Exact reproduction of all the data is needed.

Start of RECORD EXCERPTS

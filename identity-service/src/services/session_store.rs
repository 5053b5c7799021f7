use async_trait::async_trait;
use chrono::{DateTime, Utc};
use service_core::error::AppError;
use std::collections::HashMap;
use std::sync::Mutex;
use uuid::Uuid;

use crate::models::Session;

/// Persistence surface for refresh sessions.
///
/// Sessions are keyed by the SHA-256 hex of the refresh token. Rotation
/// swaps the key in one conditional update so the old token and the new
/// token are never both redeemable.
#[async_trait]
pub trait SessionStore: Send + Sync {
    async fn insert(&self, session: &Session) -> Result<(), AppError>;

    /// Lookup by token hash. Returns the row regardless of validity;
    /// callers check `is_active`.
    async fn find_by_token_hash(&self, token_hash: &str) -> Result<Option<Session>, AppError>;

    /// Atomically re-key an active session to a new token hash and slide
    /// its expiry. Returns `None` when no active row matched the old
    /// hash, which means the token was already rotated or invalidated.
    async fn rotate(
        &self,
        old_token_hash: &str,
        new_token_hash: &str,
        new_expiry: DateTime<Utc>,
    ) -> Result<Option<Session>, AppError>;

    /// Mark the session invalid. Returns whether a row was affected.
    async fn invalidate(&self, token_hash: &str) -> Result<bool, AppError>;

    /// Invalidate every session of a user, e.g. after a password change.
    async fn invalidate_user_sessions(&self, user_id: Uuid) -> Result<u64, AppError>;
}

/// In-memory session store for tests.
#[derive(Default)]
pub struct MemorySessionStore {
    sessions: Mutex<HashMap<String, Session>>,
}

impl MemorySessionStore {
    pub fn new() -> Self {
        Self::default()
    }

    fn lock(&self) -> Result<std::sync::MutexGuard<'_, HashMap<String, Session>>, AppError> {
        self.sessions
            .lock()
            .map_err(|e| AppError::InternalError(anyhow::anyhow!("session store poisoned: {}", e)))
    }
}

#[async_trait]
impl SessionStore for MemorySessionStore {
    async fn insert(&self, session: &Session) -> Result<(), AppError> {
        let mut sessions = self.lock()?;
        sessions.insert(session.token_hash.clone(), session.clone());
        Ok(())
    }

    async fn find_by_token_hash(&self, token_hash: &str) -> Result<Option<Session>, AppError> {
        let sessions = self.lock()?;
        Ok(sessions.get(token_hash).cloned())
    }

    async fn rotate(
        &self,
        old_token_hash: &str,
        new_token_hash: &str,
        new_expiry: DateTime<Utc>,
    ) -> Result<Option<Session>, AppError> {
        let mut sessions = self.lock()?;
        match sessions.get(old_token_hash) {
            Some(existing) if existing.is_active() => {
                let mut rotated = existing.clone();
                sessions.remove(old_token_hash);
                rotated.token_hash = new_token_hash.to_string();
                rotated.expiry_utc = new_expiry;
                rotated.rotated_utc = Some(Utc::now());
                sessions.insert(new_token_hash.to_string(), rotated.clone());
                Ok(Some(rotated))
            }
            _ => Ok(None),
        }
    }

    async fn invalidate(&self, token_hash: &str) -> Result<bool, AppError> {
        let mut sessions = self.lock()?;
        match sessions.get_mut(token_hash) {
            Some(session) if session.is_valid => {
                session.is_valid = false;
                Ok(true)
            }
            _ => Ok(false),
        }
    }

    async fn invalidate_user_sessions(&self, user_id: Uuid) -> Result<u64, AppError> {
        let mut sessions = self.lock()?;
        let mut count = 0;
        for session in sessions.values_mut() {
            if session.user_id == user_id && session.is_valid {
                session.is_valid = false;
                count += 1;
            }
        }
        Ok(count)
    }
}

#[cfg(test)]
mod tests {
    use super::*;
    use chrono::Duration;

    fn session(token_hash: &str) -> Session {
        Session::new(
            Uuid::new_v4(),
            Uuid::new_v4(),
            token_hash.to_string(),
            7,
            Some("10.0.0.1".into()),
            Some("test-agent".into()),
        )
    }

    #[tokio::test]
    async fn rotation_invalidates_the_old_hash() {
        let store = MemorySessionStore::new();
        store.insert(&session("old-hash")).await.unwrap();

        let rotated = store
            .rotate("old-hash", "new-hash", Utc::now() + Duration::days(7))
            .await
            .unwrap();
        assert!(rotated.is_some());

        assert!(store
            .find_by_token_hash("old-hash")
            .await
            .unwrap()
            .is_none());
        assert!(store
            .find_by_token_hash("new-hash")
            .await
            .unwrap()
            .is_some());

        // The replay of the old hash rotates nothing.
        let replay = store
            .rotate("old-hash", "other-hash", Utc::now() + Duration::days(7))
            .await
            .unwrap();
        assert!(replay.is_none());
    }

    #[tokio::test]
    async fn rotate_refuses_invalidated_sessions() {
        let store = MemorySessionStore::new();
        store.insert(&session("h1")).await.unwrap();
        assert!(store.invalidate("h1").await.unwrap());

        let rotated = store
            .rotate("h1", "h2", Utc::now() + Duration::days(7))
            .await
            .unwrap();
        assert!(rotated.is_none());
    }

    #[tokio::test]
    async fn rotate_refuses_expired_sessions() {
        let store = MemorySessionStore::new();
        let mut expired = session("h1");
        expired.expiry_utc = Utc::now() - Duration::minutes(1);
        store.insert(&expired).await.unwrap();

        let rotated = store
            .rotate("h1", "h2", Utc::now() + Duration::days(7))
            .await
            .unwrap();
        assert!(rotated.is_none());
    }

    #[tokio::test]
    async fn invalidate_user_sessions_sweeps_all() {
        let store = MemorySessionStore::new();
        let user_id = Uuid::new_v4();
        for i in 0..3 {
            let mut s = session(&format!("h{}", i));
            s.user_id = user_id;
            store.insert(&s).await.unwrap();
        }
        store.insert(&session("other")).await.unwrap();

        let count = store.invalidate_user_sessions(user_id).await.unwrap();
        assert_eq!(count, 3);
        let untouched = store.find_by_token_hash("other").await.unwrap();
        assert!(untouched.map(|s| s.is_valid).unwrap_or(false));
    }
}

End of RECORD EXCERPTS

_EXERCISE RESPONSE_:
filename identity-service/src/services/session_store.rs
repository 5053b5c7799021f7
use async_trait::async_trait;
use chrono::{DateTime, Utc};
use service_core::error::AppError;
use std::collections::HashMap;
use std::sync::Mutex;
use uuid::Uuid;

use crate::models::Session;

/// Persistence surface for refresh sessions.
///
/// Sessions are keyed by the SHA-256 hex of the refresh token. Rotation
/// swaps the key in one conditional update so the old token and the new
/// token are never both redeemable.
#[async_trait]
pub trait SessionStore: Send + Sync {
    async fn insert(&self, session: &Session) -> Result<(), AppError>;

    /// Lookup by token hash. Returns the row regardless of validity;
    /// callers check `is_active`.
    async fn find_by_token_hash(&self, token_hash: &str) -> Result<Option<Session>, AppError>;

    /// Atomically re-key an active session to a new token hash and slide
    /// its expiry. Returns `None` when no active row matched the old
    /// hash, which means the token was already rotated or invalidated.
    async fn rotate(
        &self,
        old_token_hash: &str,
        new_token_hash: &str,
        new_expiry: DateTime<Utc>,
    ) -> Result<Option<Session>, AppError>;

    /// Mark the session invalid. Returns whether a row was affected.
    async fn invalidate(&self, token_hash: &str) -> Result<bool, AppError>;

    /// Invalidate every session of a user, e.g. after a password change.
    async fn invalidate_user_sessions(&self, user_id: Uuid) -> Result<u64, AppError>;
}

/// In-memory session store for tests.
#[derive(Default)]
pub struct MemorySessionStore {
    sessions: Mutex<HashMap<String, Session>>,
}

impl MemorySessionStore {
    pub fn new() -> Self {
        Self::default()
    }

    fn lock(&self) -> Result<std::sync::MutexGuard<'_, HashMap<String, Session>>, AppError> {
        self.sessions
            .lock()
            .map_err(|e| AppError::InternalError(anyhow::anyhow!("session store poisoned: {}", e)))
    }
}

#[async_trait]
impl SessionStore for MemorySessionStore {
    async fn insert(&self, session: &Session) -> Result<(), AppError> {
        let mut sessions = self.lock()?;
        sessions.insert(session.token_hash.clone(), session.clone());
        Ok(())
    }

    async fn find_by_token_hash(&self, token_hash: &str) -> Result<Option<Session>, AppError> {
        let sessions = self.lock()?;
        Ok(sessions.get(token_hash).cloned())
    }

    async fn rotate(
        &self,
        old_token_hash: &str,
        new_token_hash: &str,
        new_expiry: DateTime<Utc>,
    ) -> Result<Option<Session>, AppError> {
        let mut sessions = self.lock()?;
        match sessions.get(old_token_hash) {
            Some(existing) if existing.is_active() => {
                let mut rotated = existing.clone();
                sessions.remove(old_token_hash);
                rotated.token_hash = new_token_hash.to_string();
                rotated.expiry_utc = new_expiry;
                rotated.rotated_utc = Some(Utc::now());
                sessions.insert(new_token_hash.to_string(), rotated.clone());
                Ok(Some(rotated))
            }
            _ => Ok(None),
        }
    }

    async fn invalidate(&self, token_hash: &str) -> Result<bool, AppError> {
        let mut sessions = self.lock()?;
        match sessions.get_mut(token_hash) {
            Some(session) if session.is_valid => {
                session.is_valid = false;
                Ok(true)
            }
            _ => Ok(false),
        }
    }

    async fn invalidate_user_sessions(&self, user_id: Uuid) -> Result<u64, AppError> {
        let mut sessions = self.lock()?;
        let mut count = 0;
        for session in sessions.values_mut() {
            if session.user_id == user_id && session.is_valid {
                session.is_valid = false;
                count += 1;
            }
        }
        Ok(count)
    }
}

#[cfg(test)]
mod tests {
    use super::*;
    use chrono::Duration;

    fn session(token_hash: &str) -> Session {
        Session::new(
            Uuid::new_v4(),
            Uuid::new_v4(),
            token_hash.to_string(),
            7,
            Some("10.0.0.1".into()),
            Some("test-agent".into()),
        )
    }

    #[tokio::test]
    async fn rotation_invalidates_the_old_hash() {
        let store = MemorySessionStore::new();
        store.insert(&session("old-hash")).await.unwrap();

        let rotated = store
            .rotate("old-hash", "new-hash", Utc::now() + Duration::days(7))
            .await
            .unwrap();
        assert!(rotated.is_some());

        assert!(store
            .find_by_token_hash("old-hash")
            .await
            .unwrap()
            .is_none());
        assert!(store
            .find_by_token_hash("new-hash")
            .await
            .unwrap()
            .is_some());

        // The replay of the old hash rotates nothing.
        let replay = store
            .rotate("old-hash", "other-hash", Utc::now() + Duration::days(7))
            .await
            .unwrap();
        assert!(replay.is_none());
    }

    #[tokio::test]
    async fn rotate_refuses_invalidated_sessions() {
        let store = MemorySessionStore::new();
        store.insert(&session("h1")).await.unwrap();
        assert!(store.invalidate("h1").await.unwrap());

        let rotated = store
            .rotate("h1", "h2", Utc::now() + Duration::days(7))
            .await
            .unwrap();
        assert!(rotated.is_none());
    }

    #[tokio::test]
    async fn rotate_refuses_expired_sessions() {
        let store = MemorySessionStore::new();
        let mut expired = session("h1");
        expired.expiry_utc = Utc::now() - Duration::minutes(1);
        store.insert(&expired).await.unwrap();

        let rotated = store
            .rotate("h1", "h2", Utc::now() + Duration::days(7))
            .await
            .unwrap();
        assert!(rotated.is_none());
    }

    #[tokio::test]
    async fn invalidate_user_sessions_sweeps_all() {
        let store = MemorySessionStore::new();
        let user_id = Uuid::new_v4();
        for i in 0..3 {
            let mut s = session(&format!("h{}", i));
            s.user_id = user_id;
            store.insert(&s).await.unwrap();
        }
        store.insert(&session("other")).await.unwrap();

        let count = store.invalidate_user_sessions(user_id).await.unwrap();
        assert_eq!(count, 3);
        let untouched = store.find_by_token_hash("other").await.unwrap();
        assert!(untouched.map(|s| s.is_valid).unwrap_or(false));
    }
}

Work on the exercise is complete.